> [WORK REQUIRED] Which lines of the listing hold the string "title"? Show each of them.

> [SOURCE DATA]
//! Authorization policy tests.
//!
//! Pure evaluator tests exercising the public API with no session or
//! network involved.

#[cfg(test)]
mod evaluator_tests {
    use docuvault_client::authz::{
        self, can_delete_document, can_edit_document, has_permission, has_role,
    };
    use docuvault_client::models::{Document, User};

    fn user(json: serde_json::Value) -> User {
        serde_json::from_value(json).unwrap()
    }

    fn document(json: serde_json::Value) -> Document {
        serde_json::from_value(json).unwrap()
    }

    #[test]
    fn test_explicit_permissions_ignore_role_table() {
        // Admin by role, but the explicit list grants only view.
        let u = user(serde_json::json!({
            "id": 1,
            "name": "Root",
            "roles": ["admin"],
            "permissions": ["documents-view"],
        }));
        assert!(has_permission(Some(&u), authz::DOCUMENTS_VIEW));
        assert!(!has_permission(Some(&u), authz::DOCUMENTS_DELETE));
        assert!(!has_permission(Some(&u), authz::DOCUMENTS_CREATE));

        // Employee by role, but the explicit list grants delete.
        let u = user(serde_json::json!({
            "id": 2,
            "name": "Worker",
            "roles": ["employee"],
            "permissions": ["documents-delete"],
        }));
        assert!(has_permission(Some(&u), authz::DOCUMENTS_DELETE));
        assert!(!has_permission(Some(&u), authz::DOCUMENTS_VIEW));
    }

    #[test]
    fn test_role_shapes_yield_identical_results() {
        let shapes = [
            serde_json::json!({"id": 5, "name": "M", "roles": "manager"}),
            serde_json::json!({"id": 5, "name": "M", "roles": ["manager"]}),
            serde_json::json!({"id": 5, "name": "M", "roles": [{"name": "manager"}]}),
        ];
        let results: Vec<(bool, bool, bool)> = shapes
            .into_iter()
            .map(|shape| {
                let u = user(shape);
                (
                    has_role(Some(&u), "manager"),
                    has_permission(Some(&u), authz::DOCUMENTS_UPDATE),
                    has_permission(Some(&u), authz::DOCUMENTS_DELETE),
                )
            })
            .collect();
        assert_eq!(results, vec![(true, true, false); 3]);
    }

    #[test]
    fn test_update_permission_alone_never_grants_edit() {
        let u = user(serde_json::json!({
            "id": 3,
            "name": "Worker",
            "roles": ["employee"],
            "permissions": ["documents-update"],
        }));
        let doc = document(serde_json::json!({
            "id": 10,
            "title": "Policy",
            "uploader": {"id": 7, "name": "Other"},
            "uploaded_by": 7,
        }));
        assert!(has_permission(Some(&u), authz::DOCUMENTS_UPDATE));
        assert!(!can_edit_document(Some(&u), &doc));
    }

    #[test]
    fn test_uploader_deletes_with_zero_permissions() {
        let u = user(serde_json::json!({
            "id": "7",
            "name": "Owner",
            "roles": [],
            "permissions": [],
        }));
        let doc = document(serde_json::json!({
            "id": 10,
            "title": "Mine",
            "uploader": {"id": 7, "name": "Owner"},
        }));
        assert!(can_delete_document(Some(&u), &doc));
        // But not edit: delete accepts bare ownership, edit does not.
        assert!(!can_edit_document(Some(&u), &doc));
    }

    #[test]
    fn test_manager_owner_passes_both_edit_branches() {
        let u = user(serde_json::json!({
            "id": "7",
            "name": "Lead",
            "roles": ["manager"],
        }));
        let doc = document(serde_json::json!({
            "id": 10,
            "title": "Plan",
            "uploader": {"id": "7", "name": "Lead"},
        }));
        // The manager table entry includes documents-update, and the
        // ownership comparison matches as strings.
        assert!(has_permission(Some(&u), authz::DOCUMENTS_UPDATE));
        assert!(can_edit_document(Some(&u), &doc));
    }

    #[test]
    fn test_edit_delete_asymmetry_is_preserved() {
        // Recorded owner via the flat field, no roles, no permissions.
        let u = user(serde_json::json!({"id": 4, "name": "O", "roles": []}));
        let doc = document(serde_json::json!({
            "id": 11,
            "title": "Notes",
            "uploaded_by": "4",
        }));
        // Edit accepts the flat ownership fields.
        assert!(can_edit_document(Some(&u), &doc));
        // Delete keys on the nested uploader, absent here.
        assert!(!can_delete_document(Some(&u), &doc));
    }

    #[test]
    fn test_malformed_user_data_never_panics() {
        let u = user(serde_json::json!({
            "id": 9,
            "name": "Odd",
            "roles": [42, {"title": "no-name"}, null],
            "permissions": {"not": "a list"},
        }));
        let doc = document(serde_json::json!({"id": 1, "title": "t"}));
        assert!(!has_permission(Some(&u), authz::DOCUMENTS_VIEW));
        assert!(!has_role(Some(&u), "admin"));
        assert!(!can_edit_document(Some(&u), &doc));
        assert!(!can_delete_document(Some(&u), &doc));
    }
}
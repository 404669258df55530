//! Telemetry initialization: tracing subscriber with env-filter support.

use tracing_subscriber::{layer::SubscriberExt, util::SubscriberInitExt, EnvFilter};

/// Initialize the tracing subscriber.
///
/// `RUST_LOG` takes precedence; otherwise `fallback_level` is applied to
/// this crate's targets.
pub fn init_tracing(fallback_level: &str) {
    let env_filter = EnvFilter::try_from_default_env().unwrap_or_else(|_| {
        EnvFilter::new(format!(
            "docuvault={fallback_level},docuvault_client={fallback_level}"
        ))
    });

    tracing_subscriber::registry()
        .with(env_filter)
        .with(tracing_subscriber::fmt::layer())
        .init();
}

==

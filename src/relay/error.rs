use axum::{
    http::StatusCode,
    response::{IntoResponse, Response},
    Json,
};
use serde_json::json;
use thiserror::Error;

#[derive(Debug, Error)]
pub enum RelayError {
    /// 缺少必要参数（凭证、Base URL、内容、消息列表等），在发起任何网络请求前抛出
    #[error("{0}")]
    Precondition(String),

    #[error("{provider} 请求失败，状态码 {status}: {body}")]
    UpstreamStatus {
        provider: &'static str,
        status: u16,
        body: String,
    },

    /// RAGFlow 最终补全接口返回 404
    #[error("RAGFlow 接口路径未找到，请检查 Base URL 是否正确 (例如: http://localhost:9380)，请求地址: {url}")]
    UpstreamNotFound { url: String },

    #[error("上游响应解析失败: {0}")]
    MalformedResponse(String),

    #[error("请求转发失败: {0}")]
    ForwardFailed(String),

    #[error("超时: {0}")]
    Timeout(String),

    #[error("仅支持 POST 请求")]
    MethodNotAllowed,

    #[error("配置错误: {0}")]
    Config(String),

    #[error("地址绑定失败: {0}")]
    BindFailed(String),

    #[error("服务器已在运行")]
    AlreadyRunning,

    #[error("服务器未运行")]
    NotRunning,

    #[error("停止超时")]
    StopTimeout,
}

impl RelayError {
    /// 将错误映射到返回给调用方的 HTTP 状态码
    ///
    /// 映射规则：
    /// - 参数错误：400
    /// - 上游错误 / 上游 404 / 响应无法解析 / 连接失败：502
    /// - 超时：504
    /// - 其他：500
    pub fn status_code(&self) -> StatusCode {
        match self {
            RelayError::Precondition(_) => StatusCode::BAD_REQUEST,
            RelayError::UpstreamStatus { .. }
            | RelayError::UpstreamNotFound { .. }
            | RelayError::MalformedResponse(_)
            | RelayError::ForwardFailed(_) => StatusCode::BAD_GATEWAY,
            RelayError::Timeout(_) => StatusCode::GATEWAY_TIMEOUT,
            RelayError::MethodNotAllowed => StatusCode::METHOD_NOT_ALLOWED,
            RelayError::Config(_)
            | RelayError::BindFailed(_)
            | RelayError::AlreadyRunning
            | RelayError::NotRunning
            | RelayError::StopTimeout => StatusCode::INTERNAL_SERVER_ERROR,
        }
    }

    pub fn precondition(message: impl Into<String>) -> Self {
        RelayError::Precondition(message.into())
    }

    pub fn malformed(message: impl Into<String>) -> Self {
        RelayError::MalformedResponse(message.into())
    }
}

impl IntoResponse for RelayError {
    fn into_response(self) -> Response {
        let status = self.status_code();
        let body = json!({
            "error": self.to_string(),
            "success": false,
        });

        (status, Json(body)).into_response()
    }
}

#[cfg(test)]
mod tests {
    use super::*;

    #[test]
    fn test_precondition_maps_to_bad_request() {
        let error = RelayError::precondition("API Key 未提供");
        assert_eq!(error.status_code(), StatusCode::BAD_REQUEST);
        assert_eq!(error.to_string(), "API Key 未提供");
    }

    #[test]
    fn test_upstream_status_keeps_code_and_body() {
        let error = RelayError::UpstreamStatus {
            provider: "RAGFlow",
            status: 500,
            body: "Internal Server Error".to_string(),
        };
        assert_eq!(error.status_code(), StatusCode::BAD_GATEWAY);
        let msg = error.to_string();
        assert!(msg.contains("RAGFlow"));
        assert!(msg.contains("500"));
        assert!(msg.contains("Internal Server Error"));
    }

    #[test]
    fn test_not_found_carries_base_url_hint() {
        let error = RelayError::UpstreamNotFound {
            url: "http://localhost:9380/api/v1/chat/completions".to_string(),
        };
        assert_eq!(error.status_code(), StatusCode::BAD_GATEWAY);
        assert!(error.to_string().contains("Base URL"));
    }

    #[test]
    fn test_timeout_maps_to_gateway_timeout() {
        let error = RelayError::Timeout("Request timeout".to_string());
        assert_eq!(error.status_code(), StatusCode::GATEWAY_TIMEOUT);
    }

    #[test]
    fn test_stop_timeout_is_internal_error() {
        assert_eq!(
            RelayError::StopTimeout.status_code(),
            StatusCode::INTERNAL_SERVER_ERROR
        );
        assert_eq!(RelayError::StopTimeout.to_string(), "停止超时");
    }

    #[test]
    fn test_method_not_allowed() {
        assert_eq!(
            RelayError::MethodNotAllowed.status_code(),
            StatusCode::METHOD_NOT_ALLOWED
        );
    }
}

> [EXERCISE RESULT]
            "title": "Policy",
            "title": "Mine",
            "title": "Plan",
            "title": "Notes",
            "roles": [42, {"title": "no-name"}, null],
        let doc = document(serde_json::json!({"id": 1, "title": "t"}));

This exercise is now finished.